Severus groans and puts his hands over his face. He’s beginning to think he might want that sort of intimacy with Nizar, and every time Nizar touches him, Severus freezes as if he’s been hexed. The man has hugged him and leaned against him, as a friend would do, and Severus coped with both actions like an imbecile.

He is going to have to overcome that reaction, even if Nizar wants nothing more than friendship. It might even be the role he plays interfering, but he can learn to…put that aside, in private. He’s done it before. He’s just not used to that, either.

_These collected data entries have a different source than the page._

//! API configuration loaded from environment variables.
//!
//! # Environment Variables
//!
//! ## Required
//! - `API_DATABASE_URL` - `PostgreSQL` connection string (falls back to `DATABASE_URL`)
//! - `API_TOKEN_SECRET` - Bearer token signing secret (min 32 chars, high entropy)
//!
//! ## Optional
//! - `API_HOST` - Bind address (default: 127.0.0.1)
//! - `API_PORT` - Listen port (default: 3000)
//! - `API_TOKEN_TTL_HOURS` - Token lifetime (default: 24)
//! - `API_CACHE_TTL_SECS` - Catalog cache TTL (default: 300)
//! - `API_CURRENCY` - Store currency (default: USD)
//! - `SHIPPING_FLAT_RATE` - Shipping cost below the free threshold (default: 29.90)
//! - `SHIPPING_FREE_THRESHOLD` - Order amount that ships free (default: 500.00)
//! - `SMTP_HOST`, `SMTP_PORT`, `SMTP_USERNAME`, `SMTP_PASSWORD`, `EMAIL_FROM` -
//!   Outgoing email (all of host, username, password and from must be set)
//! - `PAYMENT_GATEWAY_URL`, `PAYMENT_GATEWAY_API_KEY` - HTTP payment gateway
//!   (sandbox gateway is used when unset)
//! - `SENTRY_DSN` - Sentry error tracking DSN
//! - `SENTRY_ENVIRONMENT` - Sentry environment name

use std::collections::HashMap;
use std::net::{IpAddr, SocketAddr};
use std::str::FromStr;
use std::time::Duration;

use emporium_core::CurrencyCode;
use rust_decimal::Decimal;
use secrecy::{ExposeSecret, SecretString};
use thiserror::Error;
use url::Url;

const MIN_TOKEN_SECRET_LENGTH: usize = 32;
const MIN_ENTROPY_BITS_PER_CHAR: f64 = 3.3;

/// Blocklist of common placeholder patterns (case-insensitive)
const PLACEHOLDER_PATTERNS: &[&str] = &[
    "your-",
    "changeme",
    "replace",
    "placeholder",
    "example",
    "secret",
    "password",
    "xxx",
    "todo",
    "fixme",
    "insert",
    "enter-",
    "put-your",
    "add-your",
];

/// Configuration errors that can occur during loading.
#[derive(Debug, Error)]
pub enum ConfigError {
    #[error("Missing environment variable: {0}")]
    MissingEnvVar(String),
    #[error("Invalid environment variable {0}: {1}")]
    InvalidEnvVar(String, String),
    #[error("Insecure secret in {0}: {1}")]
    InsecureSecret(String, String),
}

/// API application configuration.
#[derive(Debug, Clone)]
pub struct ApiConfig {
    /// `PostgreSQL` database connection URL (contains password)
    pub database_url: SecretString,
    /// IP address to bind the server to
    pub host: IpAddr,
    /// Port to listen on
    pub port: u16,
    /// Bearer token settings
    pub token: TokenConfig,
    /// TTL for cached catalog reads
    pub cache_ttl: Duration,
    /// Store currency
    pub currency: CurrencyCode,
    /// Shipping pricing
    pub shipping: ShippingConfig,
    /// Outgoing email (None disables email)
    pub email: Option<EmailConfig>,
    /// HTTP payment gateway (None selects the sandbox gateway)
    pub payment_gateway: Option<PaymentGatewayConfig>,
    /// Sentry DSN for error tracking
    pub sentry_dsn: Option<String>,
    /// Sentry environment name
    pub sentry_environment: Option<String>,
}

/// Bearer token configuration.
#[derive(Clone)]
pub struct TokenConfig {
    /// HMAC signing secret
    pub secret: SecretString,
    /// Token lifetime in hours
    pub ttl_hours: i64,
}

impl std::fmt::Debug for TokenConfig {
    fn fmt(&self, f: &mut std::fmt::Formatter<'_>) -> std::fmt::Result {
        f.debug_struct("TokenConfig")
            .field("secret", &"[REDACTED]")
            .field("ttl_hours", &self.ttl_hours)
            .finish()
    }
}

/// Shipping cost rules.
#[derive(Debug, Clone, Copy)]
pub struct ShippingConfig {
    /// Charged when the discounted subtotal is below `free_threshold`
    pub flat_rate: Decimal,
    /// Discounted subtotal at or above which shipping is free
    pub free_threshold: Decimal,
}

impl Default for ShippingConfig {
    fn default() -> Self {
        Self {
            flat_rate: Decimal::new(2990, 2),
            free_threshold: Decimal::new(50_000, 2),
        }
    }
}

/// SMTP configuration.
#[derive(Clone)]
pub struct EmailConfig {
    pub smtp_host: String,
    pub smtp_port: u16,
    pub smtp_username: String,
    pub smtp_password: SecretString,
    pub from_address: String,
}

impl std::fmt::Debug for EmailConfig {
    fn fmt(&self, f: &mut std::fmt::Formatter<'_>) -> std::fmt::Result {
        f.debug_struct("EmailConfig")
            .field("smtp_host", &self.smtp_host)
            .field("smtp_port", &self.smtp_port)
            .field("smtp_username", &self.smtp_username)
            .field("smtp_password", &"[REDACTED]")
            .field("from_address", &self.from_address)
            .finish()
    }
}

/// HTTP payment gateway configuration.
#[derive(Clone)]
pub struct PaymentGatewayConfig {
    /// Base URL; charges are POSTed to `{url}/charges`
    pub url: Url,
    /// API key sent as a bearer token
    pub api_key: SecretString,
}

impl std::fmt::Debug for PaymentGatewayConfig {
    fn fmt(&self, f: &mut std::fmt::Formatter<'_>) -> std::fmt::Result {
        f.debug_struct("PaymentGatewayConfig")
            .field("url", &self.url.as_str())
            .field("api_key", &"[REDACTED]")
            .finish()
    }
}

impl ApiConfig {
    /// Load configuration from environment variables.
    ///
    /// Calls `dotenvy::dotenv()` to load from `.env` file if present.
    ///
    /// # Errors
    ///
    /// Returns `ConfigError` if required variables are missing, invalid, or
    /// if secrets fail validation (placeholder detection, entropy check).
    pub fn from_env() -> Result<Self, ConfigError> {
        // Load .env file if present (ignore errors if not found)
        let _ = dotenvy::dotenv();

        let database_url = get_database_url("API_DATABASE_URL")?;
        let host = get_parsed_or_default::<IpAddr>("API_HOST", "127.0.0.1")?;
        let port = get_parsed_or_default::<u16>("API_PORT", "3000")?;

        let secret = get_validated_secret("API_TOKEN_SECRET")?;
        validate_token_secret(&secret, "API_TOKEN_SECRET")?;
        let ttl_hours = get_parsed_or_default::<i64>("API_TOKEN_TTL_HOURS", "24")?;
        if ttl_hours <= 0 {
            return Err(ConfigError::InvalidEnvVar(
                "API_TOKEN_TTL_HOURS".to_string(),
                "must be positive".to_string(),
            ));
        }

        let cache_ttl =
            Duration::from_secs(get_parsed_or_default::<u64>("API_CACHE_TTL_SECS", "300")?);
        let currency = get_parsed_or_default::<CurrencyCode>("API_CURRENCY", "USD")?;
        let shipping = ShippingConfig {
            flat_rate: get_parsed_or_default::<Decimal>("SHIPPING_FLAT_RATE", "29.90")?,
            free_threshold: get_parsed_or_default::<Decimal>("SHIPPING_FREE_THRESHOLD", "500.00")?,
        };

        Ok(Self {
            database_url,
            host,
            port,
            token: TokenConfig { secret, ttl_hours },
            cache_ttl,
            currency,
            shipping,
            email: EmailConfig::from_env()?,
            payment_gateway: PaymentGatewayConfig::from_env()?,
            sentry_dsn: get_optional_env("SENTRY_DSN"),
            sentry_environment: get_optional_env("SENTRY_ENVIRONMENT"),
        })
    }

    /// Returns the socket address for binding the server.
    #[must_use]
    pub const fn socket_addr(&self) -> SocketAddr {
        SocketAddr::new(self.host, self.port)
    }
}

impl EmailConfig {
    fn from_env() -> Result<Option<Self>, ConfigError> {
        let Some(smtp_host) = get_optional_env("SMTP_HOST") else {
            return Ok(None);
        };

        Ok(Some(Self {
            smtp_host,
            smtp_port: get_parsed_or_default::<u16>("SMTP_PORT", "587")?,
            smtp_username: get_required_env("SMTP_USERNAME")?,
            smtp_password: get_required_secret("SMTP_PASSWORD")?,
            from_address: get_required_env("EMAIL_FROM")?,
        }))
    }
}

impl PaymentGatewayConfig {
    fn from_env() -> Result<Option<Self>, ConfigError> {
        let Some(raw_url) = get_optional_env("PAYMENT_GATEWAY_URL") else {
            return Ok(None);
        };

        let url = Url::parse(&raw_url).map_err(|e| {
            ConfigError::InvalidEnvVar("PAYMENT_GATEWAY_URL".to_string(), e.to_string())
        })?;

        Ok(Some(Self {
            url,
            api_key: get_validated_secret("PAYMENT_GATEWAY_API_KEY")?,
        }))
    }
}

// =============================================================================
// Helper Functions
// =============================================================================

/// Get a required environment variable.
fn get_required_env(key: &str) -> Result<String, ConfigError> {
    std::env::var(key).map_err(|_| ConfigError::MissingEnvVar(key.to_string()))
}

/// Get a required environment variable as a secret.
fn get_required_secret(key: &str) -> Result<SecretString, ConfigError> {
    let value = get_required_env(key)?;
    Ok(SecretString::from(value))
}

/// Get database URL with fallback to generic `DATABASE_URL`.
fn get_database_url(primary_key: &str) -> Result<SecretString, ConfigError> {
    if let Ok(value) = std::env::var(primary_key) {
        return Ok(SecretString::from(value));
    }
    if let Ok(value) = std::env::var("DATABASE_URL") {
        return Ok(SecretString::from(value));
    }
    Err(ConfigError::MissingEnvVar(primary_key.to_string()))
}

/// Get an optional environment variable.
fn get_optional_env(key: &str) -> Option<String> {
    std::env::var(key).ok().filter(|v| !v.trim().is_empty())
}

/// Get an environment variable with a default value and parse it.
fn get_parsed_or_default<T>(key: &str, default: &str) -> Result<T, ConfigError>
where
    T: FromStr,
    T::Err: std::fmt::Display,
{
    let raw = std::env::var(key).unwrap_or_else(|_| default.to_string());
    parse_value(key, &raw)
}

/// Parse a raw value, naming the variable on failure.
fn parse_value<T>(key: &str, raw: &str) -> Result<T, ConfigError>
where
    T: FromStr,
    T::Err: std::fmt::Display,
{
    raw.trim()
        .parse::<T>()
        .map_err(|e| ConfigError::InvalidEnvVar(key.to_string(), e.to_string()))
}

/// Validate that a token secret meets minimum length requirements.
fn validate_token_secret(secret: &SecretString, var_name: &str) -> Result<(), ConfigError> {
    let value = secret.expose_secret();
    if value.len() < MIN_TOKEN_SECRET_LENGTH {
        return Err(ConfigError::InsecureSecret(
            var_name.to_string(),
            format!(
                "must be at least {} characters (got {})",
                MIN_TOKEN_SECRET_LENGTH,
                value.len()
            ),
        ));
    }
    Ok(())
}

/// Calculate Shannon entropy in bits per character.
fn shannon_entropy(s: &str) -> f64 {
    if s.is_empty() {
        return 0.0;
    }

    let mut freq: HashMap<char, usize> = HashMap::new();
    for c in s.chars() {
        *freq.entry(c).or_insert(0) += 1;
    }

    #[allow(clippy::cast_precision_loss)] // String length will never exceed f64 precision
    let len = s.chars().count() as f64;
    freq.values()
        .map(|&count| {
            #[allow(clippy::cast_precision_loss)] // Character count will never exceed f64 precision
            let p = count as f64 / len;
            -p * p.log2()
        })
        .sum()
}

/// Validate that a secret is not a placeholder and has sufficient entropy.
fn validate_secret_strength(secret: &str, var_name: &str) -> Result<(), ConfigError> {
    let lower = secret.to_lowercase();

    for pattern in PLACEHOLDER_PATTERNS {
        if lower.contains(pattern) {
            return Err(ConfigError::InsecureSecret(
                var_name.to_string(),
                format!("appears to be a placeholder (contains '{pattern}')"),
            ));
        }
    }

    let entropy = shannon_entropy(secret);
    if entropy < MIN_ENTROPY_BITS_PER_CHAR {
        return Err(ConfigError::InsecureSecret(
            var_name.to_string(),
            format!(
                "entropy too low ({entropy:.2} bits/char, need >= {MIN_ENTROPY_BITS_PER_CHAR:.1}). Use a randomly generated secret."
            ),
        ));
    }

    Ok(())
}

/// Load and validate a secret from environment.
fn get_validated_secret(key: &str) -> Result<SecretString, ConfigError> {
    let value = get_required_env(key)?;
    validate_secret_strength(&value, key)?;
    Ok(SecretString::from(value))
}

#[cfg(test)]
#[allow(clippy::unwrap_used)]
mod tests {
    use super::*;

    #[test]
    fn test_shannon_entropy_bounds() {
        assert!((shannon_entropy("") - 0.0).abs() < f64::EPSILON);
        assert!((shannon_entropy("aaaaaaa") - 0.0).abs() < f64::EPSILON);
        assert!((shannon_entropy("ab") - 1.0).abs() < 0.01);
        assert!(shannon_entropy("aB3$xY9!mK2@nL5#") > 3.3);
    }

    #[test]
    fn test_validate_secret_strength_rejects_placeholders() {
        for candidate in ["your-token-here", "changeme123", "my-secret-value"] {
            let err = validate_secret_strength(candidate, "TEST_VAR").unwrap_err();
            assert!(matches!(err, ConfigError::InsecureSecret(_, _)), "{candidate}");
        }
    }

    #[test]
    fn test_validate_secret_strength_low_entropy() {
        let result = validate_secret_strength(&"ab".repeat(20), "TEST_VAR");
        assert!(matches!(result, Err(ConfigError::InsecureSecret(_, _))));
    }

    #[test]
    fn test_validate_secret_strength_valid() {
        assert!(validate_secret_strength("aB3$xY9!mK2@nL5#pQ7&rT0*uW4^zC6", "TEST_VAR").is_ok());
    }

    #[test]
    fn test_validate_token_secret_length() {
        assert!(validate_token_secret(&SecretString::from("short"), "T").is_err());
        assert!(validate_token_secret(&SecretString::from("k".repeat(32)), "T").is_ok());
    }

    #[test]
    fn test_parse_value_names_the_variable() {
        let err = parse_value::<u16>("API_PORT", "seventy").unwrap_err();
        match err {
            ConfigError::InvalidEnvVar(key, _) => assert_eq!(key, "API_PORT"),
            other => panic!("unexpected error: {other}"),
        }
        assert_eq!(parse_value::<Decimal>("X", " 29.90 ").unwrap(), Decimal::new(2990, 2));
    }

    #[test]
    fn test_shipping_defaults() {
        let shipping = ShippingConfig::default();
        assert_eq!(shipping.flat_rate, Decimal::new(2990, 2));
        assert_eq!(shipping.free_threshold, Decimal::from(500));
    }

    #[test]
    fn test_debug_redacts_secrets() {
        let email = EmailConfig {
            smtp_host: "smtp.mail.test".to_string(),
            smtp_port: 587,
            smtp_username: "mailer".to_string(),
            smtp_password: SecretString::from("hunter2-smtp"),
            from_address: "shop@mail.test".to_string(),
        };
        let gateway = PaymentGatewayConfig {
            url: Url::parse("https://pay.test").unwrap(),
            api_key: SecretString::from("sk_live_abcdef"),
        };
        let token = TokenConfig {
            secret: SecretString::from("q".repeat(40)),
            ttl_hours: 24,
        };

        let output = format!("{email:?} {gateway:?} {token:?}");
        assert!(output.contains("smtp.mail.test"));
        assert!(output.contains("[REDACTED]"));
        assert!(!output.contains("hunter2-smtp"));
        assert!(!output.contains("sk_live_abcdef"));
        assert!(!output.contains(&"q".repeat(40)));
    }
}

Severus sleeps on the sofa and awakens to a delivered tea tray at his usual rising time. Accompanying the tea is a note from Albus, informing him that lunch will be held in the staff lounge in order to introduce Nizar Slytherin to the rest of the faculty.

He showers, gets dressed, and has breakfast in the Great Hall. His Slytherins are whispering among themselves, and are radiating smug pleasure at what they know is coming. Severus politely ignores it, even if it’s not subtle. Severus was not fond of being outnumbered, either.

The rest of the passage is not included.